Understanding compounding and portfolio rebalancing could have helped investors overcome emotion-driven decisions during a turbulent six months for stock markets. Duncan Lamont shares why.

The past six months have highlighted two common errors that investors frequently make - misunderstanding the way investments compound over time and letting emotions cloud our judgement. With the right knowledge, both can be remedied relatively easily.

The impact of compounding

The US stock market fell by 13.7% in the fourth quarter of 2018 but has since rallied by 13.9% this year so far (as of 12 April 2019). 13.9 is more than 13.7 so that means investors are up overall, right? Wrong. Investors are actually down by 1.7% over this period.

A 13.9% return on $100 would indeed lead to a gain of $13.90, if the investment was made at the start of 2019. But, in this situation, a $100 investment made at start of October 2018 has fallen by 13.7% by the year end, to $86.30. As a result, you have


less capital to earn that 13.9% return on. Instead you only make back $12.00 (13.9% x 86.30). This takes your final amount to $98.30.

While this may seem a bit abstract, understanding the difference between arithmetic returns (i.e. adding them together) and geometric returns (i.e. compounding them together over multiple periods) is key in preparing yourself to make informed decisions.

Keeping your investments  balanced

The end of 2018 was a difficult time to be investing in the stock market.

Stocks fell sharply, sentiment was rock bottom and the immediate emotional response would have been to sell.

However, during this time earnings- based measures of valuations had fallen to their cheapest levels for several years and markets rallied sharply from that low.

With hindsight, it would have been a great time to invest. But, we are hard-wired as emotional beings so overcoming the urge to sell is not easy. One way to take emotion out of the equation entirely is to follow a rebalancing policy.

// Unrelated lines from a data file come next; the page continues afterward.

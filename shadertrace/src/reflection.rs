//! Shader resource reflection.
//!
//! Rather than reflecting compiled bytecode, these are built directly off
//! the traced [`crate::ast::Structure`] while it is still in memory — we
//! already know every binding's name, type, and accumulated permission, so
//! there is nothing a reflection pass over SPIR-V could tell us that we
//! don't already have.
use crate::{
    ast::{AccessPermission, Statement, Structure, TypeData, VarKind},
    context::StageRecord,
};
use indexmap::IndexMap;
use smol_str::SmolStr;

#[derive(Copy, Clone, Debug, Eq, PartialEq)]
pub enum BindType {
    PushConstantMember,
    StageInput,
    StageOutput,
    UniformBuffer,
    /// A texture bound only through a sampler (reads through `.sample()`).
    SampledImage,
    /// A generic texture binding not distinguished by sample/storage use.
    /// Not produced by `push_var_binding`, which always picks `SampledImage`
    /// or `StorageTexture` once it knows the accumulated permission; kept so
    /// callers that only care "is this some kind of texture" have a catch-all
    /// to match against.
    Texture,
    Sampler,
    /// A typed, structured buffer (`StructuredBuffer`/`RWStructuredBuffer`).
    StorageBuffer,
    /// An untyped byte-addressed buffer. Not produced by the current
    /// builder surface — there is no raw-buffer proxy type yet — kept so
    /// the vocabulary matches the full resource-binding model.
    RawBuffer,
    /// A texture accessed directly (`.at()`/`.assign()`), without going
    /// through a sampler, so it is read/write-capable like an image store.
    StorageTexture,
    /// No binding role; not produced by `push_var_binding`, which is only
    /// ever called for a variable that does have one.
    None,
}

#[derive(Clone, Debug)]
pub struct BindInfo {
    pub set: u32,
    pub binding: u32,
    pub location: u32,
    pub semantic: Option<SmolStr>,
    pub variate_name: SmolStr,
    pub type_name: SmolStr,
    pub bind_type: BindType,
    pub permission: AccessPermission,
}

/// The reflected resource surface of one compiled stage (or, for the
/// bindless pass, one whole pipeline).
#[derive(Clone, Debug, Default)]
pub struct ShaderResources {
    pub push_constant_size: u32,
    pub push_constant_name: Option<SmolStr>,
    pub bind_info_pool: IndexMap<SmolStr, BindInfo>,
}

impl ShaderResources {
    pub fn find(&self, name: &str) -> Option<&BindInfo> {
        self.bind_info_pool.get(name)
    }
}

/// Builds the reflection surface for one stage record: its inputs, outputs,
/// and whatever global uniforms/arrays/textures it uses, drawn from the
/// shared `Structure` the stage was traced into.
pub fn reflect_stage(
    structure: &Structure,
    stage: &StageRecord,
    type_name: impl Fn(&Structure, crate::context::Id<TypeData>) -> String,
) -> ShaderResources {
    let mut resources = ShaderResources::default();
    let mut binding = 0u32;

    for stmt in &stage.inputs {
        if let Statement::DefineInput(id) | Statement::DefineSystemSemanticVariable(id) = *stmt {
            push_var_binding(structure, &mut resources, id, BindType::StageInput, &mut binding, &type_name);
        }
    }
    for stmt in &stage.outputs {
        if let Statement::DefineOutput(id) | Statement::DefineSystemSemanticVariable(id) = *stmt {
            push_var_binding(structure, &mut resources, id, BindType::StageOutput, &mut binding, &type_name);
        }
    }
    for stmt in &structure.global_statements {
        match *stmt {
            Statement::DefineUniform(id) => {
                let var = structure.values[id].as_var();
                let push_constant = matches!(var.map(|v| &v.kind), Some(VarKind::Uniform { push_constant: true }));
                let is_sampler = matches!(var.map(|v| &structure.types[v.ty]), Some(TypeData::Sampler));
                let bind_type = if is_sampler {
                    BindType::Sampler
                } else if push_constant {
                    BindType::PushConstantMember
                } else {
                    BindType::UniformBuffer
                };
                push_var_binding(structure, &mut resources, id, bind_type, &mut binding, &type_name);
            }
            Statement::DefineUniversalArray(id) => {
                push_var_binding(structure, &mut resources, id, BindType::StorageBuffer, &mut binding, &type_name);
            }
            Statement::DefineUniversalTexture2D(id) => {
                let written = structure.values[id].as_var().map_or(false, |v| v.permission.contains(AccessPermission::WRITE));
                let bind_type = if written { BindType::StorageTexture } else { BindType::SampledImage };
                push_var_binding(structure, &mut resources, id, bind_type, &mut binding, &type_name);
            }
            _ => {}
        }
    }
    resources
}

fn push_var_binding(
    structure: &Structure,
    resources: &mut ShaderResources,
    id: crate::context::Id<crate::ast::ValueData>,
    bind_type: BindType,
    binding: &mut u32,
    type_name: &impl Fn(&Structure, crate::context::Id<TypeData>) -> String,
) {
    let var = structure.values[id].as_var().expect("reflection target must be a Var node");
    let (location, semantic) = match &var.kind {
        VarKind::Input { location } => (*location, None),
        VarKind::Output { location, semantic } => (location.unwrap_or(0), semantic.as_ref().map(|s| SmolStr::new(s.slang_name()))),
        _ => (0, None),
    };
    if matches!(bind_type, BindType::PushConstantMember) {
        resources.push_constant_name = Some(var.name.clone());
    }
    let declared_type_name = match bind_type {
        BindType::StorageBuffer | BindType::SampledImage | BindType::StorageTexture => crate::emit::binding_type_name(structure, var),
        _ => type_name(structure, var.ty),
    };
    let info = BindInfo {
        set: 0,
        binding: *binding,
        location,
        semantic,
        variate_name: var.name.clone(),
        type_name: SmolStr::new(declared_type_name),
        bind_type,
        permission: var.permission,
    };
    if !matches!(bind_type, BindType::StageInput | BindType::StageOutput) {
        *binding += 1;
    }
    resources.bind_info_pool.insert(var.name.clone(), info);
}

Rebalancing starts with deciding what percentage of your investments you want in the stock market, bonds, cash, etc. If one asset class outperforms the others, its weight in the portfolio will rise. A rebalanced portfolio would then sell some of the specific winner, to bring its weight back to where it was initially intended it to be and reinvesting the gains in assets that have under-performed.

Remember to speak to your financial adviser before deciding if this is right for you. This is essentially “buy low- sell high” in practice.